*Aim of the exercise*
Among the entries below, count the lines where the string "AppError" occurs, and give only the number.

*Raw data*
———

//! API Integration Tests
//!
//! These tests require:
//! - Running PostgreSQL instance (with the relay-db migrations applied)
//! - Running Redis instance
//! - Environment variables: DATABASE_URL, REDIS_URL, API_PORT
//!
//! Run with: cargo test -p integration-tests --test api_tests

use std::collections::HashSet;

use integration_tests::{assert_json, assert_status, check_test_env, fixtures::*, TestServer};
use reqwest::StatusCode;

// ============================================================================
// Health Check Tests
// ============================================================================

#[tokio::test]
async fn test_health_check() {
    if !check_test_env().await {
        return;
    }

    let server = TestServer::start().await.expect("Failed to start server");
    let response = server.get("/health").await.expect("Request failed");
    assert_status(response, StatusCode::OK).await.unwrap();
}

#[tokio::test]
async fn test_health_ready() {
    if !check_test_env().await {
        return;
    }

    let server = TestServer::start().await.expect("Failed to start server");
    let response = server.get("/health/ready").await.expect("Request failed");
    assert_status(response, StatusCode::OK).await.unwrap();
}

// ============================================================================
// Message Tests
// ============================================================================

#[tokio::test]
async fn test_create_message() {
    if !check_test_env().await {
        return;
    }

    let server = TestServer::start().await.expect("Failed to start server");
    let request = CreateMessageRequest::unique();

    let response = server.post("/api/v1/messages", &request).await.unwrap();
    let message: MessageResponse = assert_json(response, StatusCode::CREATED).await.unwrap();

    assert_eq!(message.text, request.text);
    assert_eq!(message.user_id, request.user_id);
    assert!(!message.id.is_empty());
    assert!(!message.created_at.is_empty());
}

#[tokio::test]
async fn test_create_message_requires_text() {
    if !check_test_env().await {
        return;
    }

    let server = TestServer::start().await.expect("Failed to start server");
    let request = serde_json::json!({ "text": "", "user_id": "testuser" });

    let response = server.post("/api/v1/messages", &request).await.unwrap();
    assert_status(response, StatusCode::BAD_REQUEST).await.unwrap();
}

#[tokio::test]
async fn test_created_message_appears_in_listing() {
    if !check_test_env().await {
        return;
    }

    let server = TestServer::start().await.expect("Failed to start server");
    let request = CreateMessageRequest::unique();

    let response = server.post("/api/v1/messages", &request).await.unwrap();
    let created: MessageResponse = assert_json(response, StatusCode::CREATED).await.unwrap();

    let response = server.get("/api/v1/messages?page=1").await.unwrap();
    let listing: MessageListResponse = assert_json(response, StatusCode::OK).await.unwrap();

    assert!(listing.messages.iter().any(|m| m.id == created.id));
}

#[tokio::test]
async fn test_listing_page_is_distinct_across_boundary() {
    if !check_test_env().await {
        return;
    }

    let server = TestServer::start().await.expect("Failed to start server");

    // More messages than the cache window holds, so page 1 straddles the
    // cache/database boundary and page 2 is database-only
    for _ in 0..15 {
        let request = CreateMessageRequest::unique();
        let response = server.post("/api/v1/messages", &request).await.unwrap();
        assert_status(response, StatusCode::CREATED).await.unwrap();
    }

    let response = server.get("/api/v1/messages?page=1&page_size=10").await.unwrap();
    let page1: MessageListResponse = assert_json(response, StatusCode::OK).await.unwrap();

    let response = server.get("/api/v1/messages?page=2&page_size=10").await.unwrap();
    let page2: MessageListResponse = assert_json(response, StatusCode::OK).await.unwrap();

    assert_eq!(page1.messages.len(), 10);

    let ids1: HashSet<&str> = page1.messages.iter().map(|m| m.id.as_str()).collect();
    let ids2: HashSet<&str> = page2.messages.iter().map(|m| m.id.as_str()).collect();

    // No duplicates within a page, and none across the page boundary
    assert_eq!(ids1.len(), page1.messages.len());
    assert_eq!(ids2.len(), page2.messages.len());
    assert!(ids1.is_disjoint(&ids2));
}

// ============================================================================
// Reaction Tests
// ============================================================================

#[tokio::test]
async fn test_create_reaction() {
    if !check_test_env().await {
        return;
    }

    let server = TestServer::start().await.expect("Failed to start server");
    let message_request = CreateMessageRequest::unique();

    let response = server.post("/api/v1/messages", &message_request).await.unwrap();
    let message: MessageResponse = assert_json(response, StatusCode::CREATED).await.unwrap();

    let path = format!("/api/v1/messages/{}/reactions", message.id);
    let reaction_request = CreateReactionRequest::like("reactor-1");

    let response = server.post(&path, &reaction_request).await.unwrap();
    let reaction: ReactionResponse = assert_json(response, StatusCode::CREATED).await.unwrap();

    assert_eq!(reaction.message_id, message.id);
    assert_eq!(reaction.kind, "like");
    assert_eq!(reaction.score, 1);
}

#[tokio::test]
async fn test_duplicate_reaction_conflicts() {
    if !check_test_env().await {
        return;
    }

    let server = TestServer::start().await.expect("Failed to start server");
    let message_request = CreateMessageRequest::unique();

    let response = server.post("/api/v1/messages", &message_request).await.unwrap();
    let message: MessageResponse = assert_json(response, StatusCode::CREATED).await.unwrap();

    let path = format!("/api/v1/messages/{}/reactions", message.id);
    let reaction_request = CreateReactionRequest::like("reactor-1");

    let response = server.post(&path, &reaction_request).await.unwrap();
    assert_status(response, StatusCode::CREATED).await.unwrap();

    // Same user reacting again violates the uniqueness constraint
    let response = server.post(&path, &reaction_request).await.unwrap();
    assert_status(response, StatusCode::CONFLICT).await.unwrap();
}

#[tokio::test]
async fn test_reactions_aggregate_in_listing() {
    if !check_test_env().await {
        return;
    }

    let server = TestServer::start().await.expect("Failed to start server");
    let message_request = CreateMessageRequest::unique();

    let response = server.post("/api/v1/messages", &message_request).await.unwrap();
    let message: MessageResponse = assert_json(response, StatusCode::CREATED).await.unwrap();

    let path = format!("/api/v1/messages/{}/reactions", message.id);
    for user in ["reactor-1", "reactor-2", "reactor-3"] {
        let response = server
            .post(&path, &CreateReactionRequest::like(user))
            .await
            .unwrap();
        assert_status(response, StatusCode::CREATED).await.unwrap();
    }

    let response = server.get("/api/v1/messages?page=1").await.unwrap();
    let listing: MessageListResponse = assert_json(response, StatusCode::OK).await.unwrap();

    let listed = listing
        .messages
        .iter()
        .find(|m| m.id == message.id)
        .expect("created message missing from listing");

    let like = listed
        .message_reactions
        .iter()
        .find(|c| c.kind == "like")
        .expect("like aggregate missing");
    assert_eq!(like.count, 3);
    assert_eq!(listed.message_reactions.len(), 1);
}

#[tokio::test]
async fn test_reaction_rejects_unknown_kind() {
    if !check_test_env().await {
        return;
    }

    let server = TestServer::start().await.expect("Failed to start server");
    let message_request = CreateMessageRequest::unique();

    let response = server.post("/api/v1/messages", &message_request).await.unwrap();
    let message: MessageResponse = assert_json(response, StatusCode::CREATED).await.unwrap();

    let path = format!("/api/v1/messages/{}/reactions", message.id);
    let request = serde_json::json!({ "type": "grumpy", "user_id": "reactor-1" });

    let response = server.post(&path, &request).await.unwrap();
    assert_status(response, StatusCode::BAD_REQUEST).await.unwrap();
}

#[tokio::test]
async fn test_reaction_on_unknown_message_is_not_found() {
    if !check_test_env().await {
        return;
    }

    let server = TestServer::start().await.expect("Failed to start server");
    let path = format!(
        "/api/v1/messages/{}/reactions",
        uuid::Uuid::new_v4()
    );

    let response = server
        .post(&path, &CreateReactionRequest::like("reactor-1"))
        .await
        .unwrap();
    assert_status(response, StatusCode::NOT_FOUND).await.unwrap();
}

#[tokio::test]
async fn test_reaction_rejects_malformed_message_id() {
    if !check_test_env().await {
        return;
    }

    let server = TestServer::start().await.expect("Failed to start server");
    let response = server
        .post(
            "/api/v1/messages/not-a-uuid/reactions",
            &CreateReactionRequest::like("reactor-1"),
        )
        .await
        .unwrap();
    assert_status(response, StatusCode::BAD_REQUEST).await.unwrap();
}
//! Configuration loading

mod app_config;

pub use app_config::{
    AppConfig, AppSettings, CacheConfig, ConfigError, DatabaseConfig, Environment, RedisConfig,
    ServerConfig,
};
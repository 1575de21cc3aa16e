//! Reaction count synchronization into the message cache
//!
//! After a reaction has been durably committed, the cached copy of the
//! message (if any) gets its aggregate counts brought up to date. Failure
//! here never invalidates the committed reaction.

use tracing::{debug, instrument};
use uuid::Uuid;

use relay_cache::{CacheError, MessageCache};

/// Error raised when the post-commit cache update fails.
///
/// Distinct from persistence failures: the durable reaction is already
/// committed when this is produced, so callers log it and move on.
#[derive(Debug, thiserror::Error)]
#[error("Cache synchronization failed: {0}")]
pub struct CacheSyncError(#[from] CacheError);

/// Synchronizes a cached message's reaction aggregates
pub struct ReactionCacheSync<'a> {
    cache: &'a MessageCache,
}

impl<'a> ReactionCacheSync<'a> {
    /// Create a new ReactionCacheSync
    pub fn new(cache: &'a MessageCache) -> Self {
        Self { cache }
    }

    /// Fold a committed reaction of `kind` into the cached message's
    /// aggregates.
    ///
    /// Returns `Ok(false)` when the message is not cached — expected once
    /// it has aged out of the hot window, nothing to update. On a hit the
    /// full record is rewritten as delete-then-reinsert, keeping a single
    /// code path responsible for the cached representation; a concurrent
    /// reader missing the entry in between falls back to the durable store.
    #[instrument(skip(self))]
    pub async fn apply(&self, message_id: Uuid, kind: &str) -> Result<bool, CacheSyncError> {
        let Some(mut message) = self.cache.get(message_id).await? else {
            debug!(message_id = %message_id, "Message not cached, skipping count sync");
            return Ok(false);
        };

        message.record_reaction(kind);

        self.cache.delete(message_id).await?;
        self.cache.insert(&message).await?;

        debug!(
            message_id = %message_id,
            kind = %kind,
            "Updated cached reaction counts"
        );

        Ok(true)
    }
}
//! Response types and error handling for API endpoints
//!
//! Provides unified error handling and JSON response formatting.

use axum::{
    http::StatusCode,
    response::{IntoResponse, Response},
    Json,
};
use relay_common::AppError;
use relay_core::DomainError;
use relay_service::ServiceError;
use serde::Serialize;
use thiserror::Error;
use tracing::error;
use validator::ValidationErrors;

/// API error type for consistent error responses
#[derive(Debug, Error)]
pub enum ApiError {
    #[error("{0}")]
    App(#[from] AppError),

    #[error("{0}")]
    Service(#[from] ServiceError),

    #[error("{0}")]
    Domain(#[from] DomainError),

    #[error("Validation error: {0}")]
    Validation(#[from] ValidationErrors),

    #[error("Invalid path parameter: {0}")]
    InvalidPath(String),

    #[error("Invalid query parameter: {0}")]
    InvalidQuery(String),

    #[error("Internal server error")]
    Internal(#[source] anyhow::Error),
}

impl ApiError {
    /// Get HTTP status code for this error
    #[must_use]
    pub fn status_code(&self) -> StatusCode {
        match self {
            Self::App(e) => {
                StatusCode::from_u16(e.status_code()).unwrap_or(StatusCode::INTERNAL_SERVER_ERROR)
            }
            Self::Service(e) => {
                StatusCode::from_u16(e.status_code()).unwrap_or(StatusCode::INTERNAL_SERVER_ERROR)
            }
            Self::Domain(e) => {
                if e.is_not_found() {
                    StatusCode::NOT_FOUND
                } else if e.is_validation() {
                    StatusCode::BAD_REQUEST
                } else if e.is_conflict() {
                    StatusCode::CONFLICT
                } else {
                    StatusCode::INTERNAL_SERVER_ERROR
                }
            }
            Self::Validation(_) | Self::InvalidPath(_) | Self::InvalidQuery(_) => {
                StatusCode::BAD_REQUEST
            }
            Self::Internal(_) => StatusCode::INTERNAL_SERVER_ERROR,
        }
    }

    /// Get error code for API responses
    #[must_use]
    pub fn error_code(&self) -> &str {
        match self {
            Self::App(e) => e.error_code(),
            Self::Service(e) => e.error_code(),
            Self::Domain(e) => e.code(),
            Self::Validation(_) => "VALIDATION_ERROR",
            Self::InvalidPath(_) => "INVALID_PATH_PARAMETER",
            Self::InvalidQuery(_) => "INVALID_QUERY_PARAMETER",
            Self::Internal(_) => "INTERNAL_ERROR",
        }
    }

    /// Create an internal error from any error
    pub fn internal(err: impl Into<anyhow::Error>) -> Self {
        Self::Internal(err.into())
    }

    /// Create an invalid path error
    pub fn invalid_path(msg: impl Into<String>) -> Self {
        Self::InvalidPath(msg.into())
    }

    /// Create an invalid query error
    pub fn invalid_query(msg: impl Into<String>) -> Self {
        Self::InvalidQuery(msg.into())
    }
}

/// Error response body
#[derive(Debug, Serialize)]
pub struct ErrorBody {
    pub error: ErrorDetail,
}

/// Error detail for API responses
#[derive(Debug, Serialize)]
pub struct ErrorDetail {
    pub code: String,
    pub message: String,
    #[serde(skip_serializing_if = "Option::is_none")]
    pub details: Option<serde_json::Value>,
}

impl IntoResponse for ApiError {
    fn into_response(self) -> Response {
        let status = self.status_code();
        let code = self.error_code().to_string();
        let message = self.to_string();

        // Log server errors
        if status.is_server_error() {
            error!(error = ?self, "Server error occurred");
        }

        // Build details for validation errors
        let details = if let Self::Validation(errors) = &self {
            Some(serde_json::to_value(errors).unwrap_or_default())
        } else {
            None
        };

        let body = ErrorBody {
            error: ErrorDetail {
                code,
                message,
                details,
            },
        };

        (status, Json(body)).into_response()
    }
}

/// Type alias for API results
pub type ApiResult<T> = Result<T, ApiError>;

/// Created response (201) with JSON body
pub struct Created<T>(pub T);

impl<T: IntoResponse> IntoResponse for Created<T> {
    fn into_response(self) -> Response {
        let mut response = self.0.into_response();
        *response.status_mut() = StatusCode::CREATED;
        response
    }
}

———

*Written answer*
2